I think i did calculation for up to 9 decimal places. and i filled remaining bits with 0's . so does my representation is wrong?

Added after 2 minutes:

is it mandatory that we should calculate the value for all 23 bits in the significand
 

By zeroing the lower bits, your conversion is less accurate than it could be.
Your code 00111111011110110000000000000000 represents 0.98046875
The code 00111111011110110001010110110101 represents about 0.98079997...

Maybe 9 bits is good enough for your application, but I wonder why you are going through the extra effort of using a standard floating point format, and then throwing away most of its accuracy.
 

OK , I GOT IT. My application is DCT. I am using this standard floating point representation of the cosine co-efficients. I thought this representation will be more accurate than other kind of representations
 

I have done a project on DCT too.

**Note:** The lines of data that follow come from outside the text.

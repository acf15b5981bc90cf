//! Discovery drop guard.
//!
//! A discovery pass that observed far fewer ids than the previous accepted
//! pass usually means the search surface was throttled or broken, not that
//! listings vanished. Missing detection is skipped for such a pass so that
//! healthy items are not queued for verification en masse.
//!
//! A drop that holds steady over `confirm_passes` complete passes is a real
//! shrink of the catalog and becomes the new baseline.

use crate::models::PassRecord;

/// Drop guard thresholds.
#[derive(Debug, Clone)]
pub struct DropGuardConfig {
    /// Maximum allowed drop percentage (0-100)
    pub max_drop_percent: u8,
    /// Below this previous count the check is skipped (new catalogs)
    pub min_baseline: usize,
    /// Consistent held passes that confirm a lower baseline (0 never confirms)
    pub confirm_passes: u32,
}

impl Default for DropGuardConfig {
    fn default() -> Self {
        Self {
            max_drop_percent: 20,
            min_baseline: 100,
            confirm_passes: 3,
        }
    }
}

/// Verdict on one discovery pass.
#[derive(Debug, Clone, PartialEq)]
pub enum DropVerdict {
    Safe { current: usize, previous: usize },
    /// No usable previous pass
    ColdStart { current: usize },
    Triggered {
        current: usize,
        previous: usize,
        drop_percent: f64,
    },
    /// Nothing observed at all while a baseline exists
    Empty { previous: usize },
}

impl DropVerdict {
    /// Whether missing detection may run after this pass.
    pub fn allows_missing_detection(&self) -> bool {
        matches!(self, Self::Safe { .. } | Self::ColdStart { .. })
    }
}

#[derive(Debug, Clone, Default)]
pub struct DropGuard {
    config: DropGuardConfig,
}

impl DropGuard {
    pub fn with_config(config: DropGuardConfig) -> Self {
        Self { config }
    }

    /// Compare the distinct ids seen this pass with the last accepted pass.
    pub fn check(&self, current: usize, previous: Option<usize>) -> DropVerdict {
        let previous = previous.unwrap_or(0);

        if current == 0 && previous > 0 {
            return DropVerdict::Empty { previous };
        }
        if previous < self.config.min_baseline {
            return DropVerdict::ColdStart { current };
        }

        if current < previous {
            let drop_percent = (previous - current) as f64 / previous as f64 * 100.0;
            if drop_percent > self.config.max_drop_percent as f64 {
                return DropVerdict::Triggered {
                    current,
                    previous,
                    drop_percent,
                };
            }
        }

        DropVerdict::Safe { current, previous }
    }

    /// Whether two pass sizes lie within `max_drop_percent` of each other.
    pub fn consistent(&self, a: usize, b: usize) -> bool {
        let (low, high) = (a.min(b), a.max(b));
        if high == 0 {
            return true;
        }
        (high - low) as f64 / high as f64 * 100.0 <= self.config.max_drop_percent as f64
    }

    /// Length of the held streak once a blocked pass of `current` ids is added.
    ///
    /// The streak restarts when `current` is not consistent with the
    /// previous held pass.
    pub fn hold(&self, baseline: &PassRecord, current: usize) -> u32 {
        if baseline.held_passes > 0 && self.consistent(baseline.held_observed, current) {
            baseline.held_passes + 1
        } else {
            1
        }
    }

    /// Whether a held streak is long enough to become the new baseline.
    pub fn is_confirmed(&self, held_passes: u32) -> bool {
        self.config.confirm_passes > 0 && held_passes >= self.config.confirm_passes
    }

    /// `check` plus logging; returns whether missing detection may run.
    pub fn evaluate(&self, run_id: &str, current: usize, previous: Option<usize>) -> bool {
        let verdict = self.check(current, previous);
        match &verdict {
            DropVerdict::Safe { current, previous } => {
                log::info!("[{run_id}] Drop guard: SAFE ({current} ids, was {previous})");
            }
            DropVerdict::ColdStart { current } => {
                log::info!("[{run_id}] Drop guard: COLD START ({current} ids, no baseline)");
            }
            DropVerdict::Triggered {
                current,
                previous,
                drop_percent,
            } => {
                log::error!(
                    "[{run_id}] Drop guard: TRIGGERED {previous} → {current} ids ({drop_percent:.1}% drop > {}%), skipping missing detection",
                    self.config.max_drop_percent
                );
            }
            DropVerdict::Empty { previous } => {
                log::error!(
                    "[{run_id}] Drop guard: EMPTY pass (was {previous}), skipping missing detection"
                );
            }
        }
        verdict.allows_missing_detection()
    }
}
//! Utility functions and helpers.

pub mod http;
pub mod log;

use regex::Regex;
use url::Url;

/// Resolve a potentially relative URL against a base URL.
pub fn resolve_url(base: &Url, href: &str) -> String {
    base.join(href)
        .map(|u| u.to_string())
        .unwrap_or_else(|_| href.to_string())
}

/// Extract an item id from a URL using the first capture group of `pattern`.
pub fn extract_item_id(pattern: &Regex, url: &str) -> Option<String> {
    pattern
        .captures(url)
        .and_then(|caps| caps.get(1))
        .map(|m| m.as_str().to_string())
}

/// Fill `{key}` placeholders in a URL template.
///
/// Values are percent-encoded so ids and city names cannot break the URL.
pub fn fill_template(template: &str, values: &[(&str, &str)]) -> String {
    values.iter().fold(template.to_string(), |acc, (key, value)| {
        let encoded: String = url::form_urlencoded::byte_serialize(value.as_bytes()).collect();
        acc.replace(&format!("{{{key}}}"), &encoded)
    })
}
//! Collaborators the pipeline talks to, and their default implementations.
//!
//! - Discovery surface (`SearchSource`)
//! - Detail fetch (`DetailFetcher`)
//! - Authoritative existence check (`ExistenceChecker`)
//! - Payload mapping (`Normalizer`)
//! - Downstream ingestion (`Sink`)
//!
//! `HttpSource` covers the first three for JSON/HTML sources.

#[cfg(test)]
pub(crate) mod fakes;
mod http;
mod normalizer;
mod sink;

use async_trait::async_trait;

use crate::error::Result;
use crate::models::{FetchOutcome, ItemId, NormalizedRecord, Partition, RawPayload};

pub use http::{HttpSource, combine_checks};
pub use normalizer::ListingNormalizer;
pub use sink::{HttpSink, LocalSink, build_sink};

/// One page of search results.
#[derive(Debug, Clone, Default, PartialEq, Eq)]
pub struct SearchPage {
    /// Ids in page order
    pub ids: Vec<ItemId>,
    /// Total advertised by the source; informational only
    pub total: Option<u64>,
}

/// The source's search surface.
#[async_trait]
pub trait SearchSource: Send + Sync {
    /// Fetch page `page` (1-based) of a partition.
    async fn search_page(&self, partition: &Partition, page: u32) -> Result<SearchPage>;
}

/// Fetches the current detail payload of one item.
#[async_trait]
pub trait DetailFetcher: Send + Sync {
    /// `Err` is a transport failure and is treated like `FetchOutcome::Transient`.
    async fn fetch(&self, id: &str) -> Result<FetchOutcome>;
}

/// Direct existence check used by the verifier, bypassing search.
#[async_trait]
pub trait ExistenceChecker: Send + Sync {
    async fn check(&self, id: &str) -> Result<FetchOutcome>;
}

/// Pure mapping from a raw payload to the normalized record.
pub trait Normalizer: Send + Sync {
    fn normalize(&self, id: &str, raw: &RawPayload) -> Result<NormalizedRecord>;
}

/// Downstream system; both calls are idempotent upserts keyed by `(catalog, id)`.
#[async_trait]
pub trait Sink: Send + Sync {
    async fn ingest(
        &self,
        catalog: &str,
        id: &str,
        country: &str,
        record: &NormalizedRecord,
        raw: &RawPayload,
    ) -> Result<()>;

    async fn mark_inactive(&self, catalog: &str, id: &str, country: &str, reason: &str)
    -> Result<()>;
}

But i found, using fixed point notation to represent fractions is more efficient for FPGAs since DCT isnt very sensitive to accuracy issues.
 

is it mandatory that we should calculate the value for all 23 bits in the significand
Click to expand...

Using the single-precision floating point format, the mantissa is a 24-bit value (23+1), representing about seven decimal digits (2exp24 = 1.68·10exp7). By using a 9-bit mantissa, you only get 2 decimal digits of precision (2exp9 = 5.12·10exp2)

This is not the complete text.